> What to do
For each line below that contains the string "crate", copy that line.

> Material for this exercise
━━━━━━━━━━━━━━━━
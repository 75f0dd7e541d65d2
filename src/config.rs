//! Startup configuration.
//!
//! Every tunable constant of the visualization lives in [`BlobConfig`].
//! Values are fixed once the simulation starts; the only runtime-mutable
//! knobs are the [`TunableParams`](crate::control::TunableParams) driven
//! by key presses, whose initial values come from here.
//!
//! Configs can be built in code:
//!
//! ```ignore
//! let config = BlobConfig::new()
//!     .with_particle_count(48)
//!     .with_friction_policy(FrictionPolicy::InertiaClamp { target_max_speed: 0.05 })
//!     .with_seed(7);
//! ```
//!
//! or loaded from JSON, where any missing field keeps its default:
//!
//! ```json
//! { "particle_count": 64, "friction_policy": { "kind": "cubic_drag" } }
//! ```

use serde::{Deserialize, Serialize};
use std::fs;
use std::path::Path;

use crate::error::ConfigError;

/// How velocity growth is held in check.
#[derive(Clone, Copy, Debug, Serialize, Deserialize, PartialEq)]
#[serde(tag = "kind", rename_all = "snake_case")]
pub enum FrictionPolicy {
    /// Drag opposing motion, proportional to the cube of speed and scaled
    /// by the runtime friction coefficient.
    CubicDrag,
    /// No drag term; the velocity increment is scaled down once speed
    /// passes `target_max_speed`.
    InertiaClamp { target_max_speed: f32 },
}

impl Default for FrictionPolicy {
    fn default() -> Self {
        FrictionPolicy::CubicDrag
    }
}

/// Shape and scale of a gamma distribution.
#[derive(Clone, Copy, Debug, Serialize, Deserialize, PartialEq)]
pub struct GammaParams {
    pub shape: f32,
    pub scale: f32,
}

impl GammaParams {
    pub const fn new(shape: f32, scale: f32) -> Self {
        Self { shape, scale }
    }
}

/// Closed interval `[lo, hi]`.
#[derive(Clone, Copy, Debug, Serialize, Deserialize, PartialEq)]
pub struct Span {
    pub lo: f32,
    pub hi: f32,
}

impl Span {
    pub const fn new(lo: f32, hi: f32) -> Self {
        Self { lo, hi }
    }

    pub fn contains(&self, v: f32) -> bool {
        v >= self.lo && v <= self.hi
    }

    /// Both ends finite and `lo <= hi`.
    pub fn is_ordered(&self) -> bool {
        self.lo.is_finite() && self.hi.is_finite() && self.lo <= self.hi
    }
}

/// Complete simulation configuration.
#[derive(Clone, Debug, Serialize, Deserialize, PartialEq)]
#[serde(default)]
pub struct BlobConfig {
    /// Number of blobs. Fixed for the lifetime of the process.
    pub particle_count: u32,
    /// RNG seed. `None` seeds from the wall clock.
    pub seed: Option<u64>,

    /// Standard deviation of the initial position around mid-viewport.
    pub position_deviation: f32,
    pub avg_radius: f32,
    pub radius_deviation: f32,
    pub min_radius: f32,
    pub max_radius: f32,
    /// Rate of the exponential that pulls saturation away from 1.
    pub saturation_coeff: f32,
    /// Rate of the exponential that pulls value away from 1.
    pub value_coeff: f32,
    /// Extra corners on top of the base four.
    pub corner_distribution: GammaParams,
    pub hue_velocity_distribution: GammaParams,
    /// Shared by rotation, warp and plumpness speeds.
    pub shape_velocity_distribution: GammaParams,
    pub hue_velocity_factor: f32,
    pub rotation_speed_factor: f32,
    pub warp_speed_factor: f32,
    pub plumpness_speed_factor: f32,

    /// Half-width of the uniform random force on each axis.
    /// Too small and blobs escape, too large and they oscillate.
    pub force_strength: f32,
    /// Boundary bias multiplier, relative to `force_strength`.
    pub bias_scale: f32,
    /// Larger values push blobs back towards center from farther away.
    pub boundary_strictness: f32,
    pub friction_policy: FrictionPolicy,
    pub initial_friction: f32,
    /// Geometric factor applied per friction key press.
    pub friction_step: f32,

    pub plumpness_range: Span,
    pub warp_range: Span,

    /// Field level below which a pixel is drawn black.
    pub initial_tail_critical_value: f32,
    pub sharpness_step: f32,
    /// Bound on key presses buffered between two ticks.
    pub command_queue_capacity: usize,

    /// Refresh rate used when the monitor does not report one.
    pub refresh_rate: f32,
    /// Virtual time starts at a random point in this range so blobs are
    /// not visibly in phase at startup.
    pub start_time: Span,

    pub fullscreen: bool,
}

impl Default for BlobConfig {
    fn default() -> Self {
        Self {
            particle_count: 32,
            seed: None,

            position_deviation: 0.22,
            avg_radius: 0.035,
            radius_deviation: 0.007,
            min_radius: 0.01,
            max_radius: 0.5,
            saturation_coeff: 12.0,
            value_coeff: 14.0,
            corner_distribution: GammaParams::new(5.0, 0.28),
            hue_velocity_distribution: GammaParams::new(7.0, 2.0),
            shape_velocity_distribution: GammaParams::new(12.0, 0.4),
            hue_velocity_factor: 0.002,
            rotation_speed_factor: 0.10,
            warp_speed_factor: 0.10,
            plumpness_speed_factor: 0.03,

            force_strength: 0.3,
            bias_scale: 0.005,
            boundary_strictness: 64.0,
            friction_policy: FrictionPolicy::CubicDrag,
            initial_friction: 0.15,
            friction_step: 1.3,

            plumpness_range: Span::new(0.7, 1.0),
            warp_range: Span::new(-0.2, 0.2),

            initial_tail_critical_value: 0.10,
            sharpness_step: 0.05,
            command_queue_capacity: 256,

            refresh_rate: 60.0,
            start_time: Span::new(1000.0, 2000.0),

            fullscreen: true,
        }
    }
}

impl BlobConfig {
    /// Create a config with default settings.
    pub fn new() -> Self {
        Self::default()
    }

    /// Parse a config from JSON text.
    pub fn from_json(text: &str) -> Result<Self, ConfigError> {
        let config: BlobConfig = serde_json::from_str(text)?;
        config.validate()?;
        Ok(config)
    }

    /// Load a config from a JSON file.
    pub fn load(path: impl AsRef<Path>) -> Result<Self, ConfigError> {
        let text = fs::read_to_string(path)?;
        Self::from_json(&text)
    }

    /// Serialize to pretty-printed JSON.
    pub fn to_json(&self) -> Result<String, ConfigError> {
        Ok(serde_json::to_string_pretty(self)?)
    }

    /// Set the number of blobs.
    pub fn with_particle_count(mut self, count: u32) -> Self {
        self.particle_count = count;
        self
    }

    /// Fix the RNG seed for a reproducible run.
    pub fn with_seed(mut self, seed: u64) -> Self {
        self.seed = Some(seed);
        self
    }

    /// Choose how velocity growth is limited.
    pub fn with_friction_policy(mut self, policy: FrictionPolicy) -> Self {
        self.friction_policy = policy;
        self
    }

    /// Set the fallback refresh rate in Hz.
    pub fn with_refresh_rate(mut self, hz: f32) -> Self {
        self.refresh_rate = hz;
        self
    }

    /// Set the random and boundary force magnitudes.
    pub fn with_forces(mut self, force_strength: f32, bias_scale: f32, strictness: f32) -> Self {
        self.force_strength = force_strength;
        self.bias_scale = bias_scale;
        self.boundary_strictness = strictness;
        self
    }

    /// Run in a window instead of fullscreen.
    pub fn with_fullscreen(mut self, fullscreen: bool) -> Self {
        self.fullscreen = fullscreen;
        self
    }

    /// Absolute multiplier of the squared boundary bias.
    pub fn bias_strength(&self) -> f32 {
        self.bias_scale * self.force_strength
    }

    /// Check every value against its allowed range.
    ///
    /// Every float must be finite; NaN fails every check.
    pub fn validate(&self) -> Result<(), ConfigError> {
        fn positive(name: &str, v: f32) -> Result<(), ConfigError> {
            if v.is_finite() && v > 0.0 {
                Ok(())
            } else {
                Err(ConfigError::Invalid(format!("{} must be positive, got {}", name, v)))
            }
        }

        fn non_negative(name: &str, v: f32) -> Result<(), ConfigError> {
            if v.is_finite() && v >= 0.0 {
                Ok(())
            } else {
                Err(ConfigError::Invalid(format!("{} must be non-negative, got {}", name, v)))
            }
        }

        fn finite(name: &str, v: f32) -> Result<(), ConfigError> {
            if v.is_finite() {
                Ok(())
            } else {
                Err(ConfigError::Invalid(format!("{} must be finite, got {}", name, v)))
            }
        }

        fn ordered(name: &str, span: Span) -> Result<(), ConfigError> {
            if span.is_ordered() {
                Ok(())
            } else {
                Err(ConfigError::Invalid(format!(
                    "{} must be a finite range with lo <= hi, got [{}, {}]",
                    name, span.lo, span.hi
                )))
            }
        }

        if self.particle_count == 0 {
            return Err(ConfigError::Invalid("particle_count must be positive".into()));
        }
        if self.command_queue_capacity == 0 {
            return Err(ConfigError::Invalid("command_queue_capacity must be positive".into()));
        }

        positive("position_deviation", self.position_deviation)?;
        positive("avg_radius", self.avg_radius)?;
        positive("radius_deviation", self.radius_deviation)?;
        positive("min_radius", self.min_radius)?;
        positive("max_radius", self.max_radius)?;
        // Both bounds are finite here, so this comparison sees no NaN
        if self.max_radius < self.min_radius {
            return Err(ConfigError::Invalid(format!(
                "max_radius ({}) is smaller than min_radius ({})",
                self.max_radius, self.min_radius
            )));
        }
        positive("saturation_coeff", self.saturation_coeff)?;
        positive("value_coeff", self.value_coeff)?;

        for (name, g) in [
            ("corner_distribution", self.corner_distribution),
            ("hue_velocity_distribution", self.hue_velocity_distribution),
            ("shape_velocity_distribution", self.shape_velocity_distribution),
        ] {
            positive(&format!("{}.shape", name), g.shape)?;
            positive(&format!("{}.scale", name), g.scale)?;
        }
        finite("hue_velocity_factor", self.hue_velocity_factor)?;
        finite("rotation_speed_factor", self.rotation_speed_factor)?;
        finite("warp_speed_factor", self.warp_speed_factor)?;
        finite("plumpness_speed_factor", self.plumpness_speed_factor)?;

        positive("force_strength", self.force_strength)?;
        non_negative("bias_scale", self.bias_scale)?;
        non_negative("boundary_strictness", self.boundary_strictness)?;
        positive("initial_friction", self.initial_friction)?;
        positive("friction_step", self.friction_step)?;
        if let FrictionPolicy::InertiaClamp { target_max_speed } = self.friction_policy {
            positive("target_max_speed", target_max_speed)?;
        }

        ordered("plumpness_range", self.plumpness_range)?;
        ordered("warp_range", self.warp_range)?;

        if !Span::new(0.0, 1.0).contains(self.initial_tail_critical_value) {
            return Err(ConfigError::Invalid(format!(
                "initial_tail_critical_value must be within [0, 1], got {}",
                self.initial_tail_critical_value
            )));
        }
        non_negative("sharpness_step", self.sharpness_step)?;

        positive("refresh_rate", self.refresh_rate)?;
        ordered("start_time", self.start_time)?;

        Ok(())
    }
}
━━━━━━━━━━━━━━━━
> Task answer
//! knobs are the [`TunableParams`](crate::control::TunableParams) driven
use crate::error::ConfigError;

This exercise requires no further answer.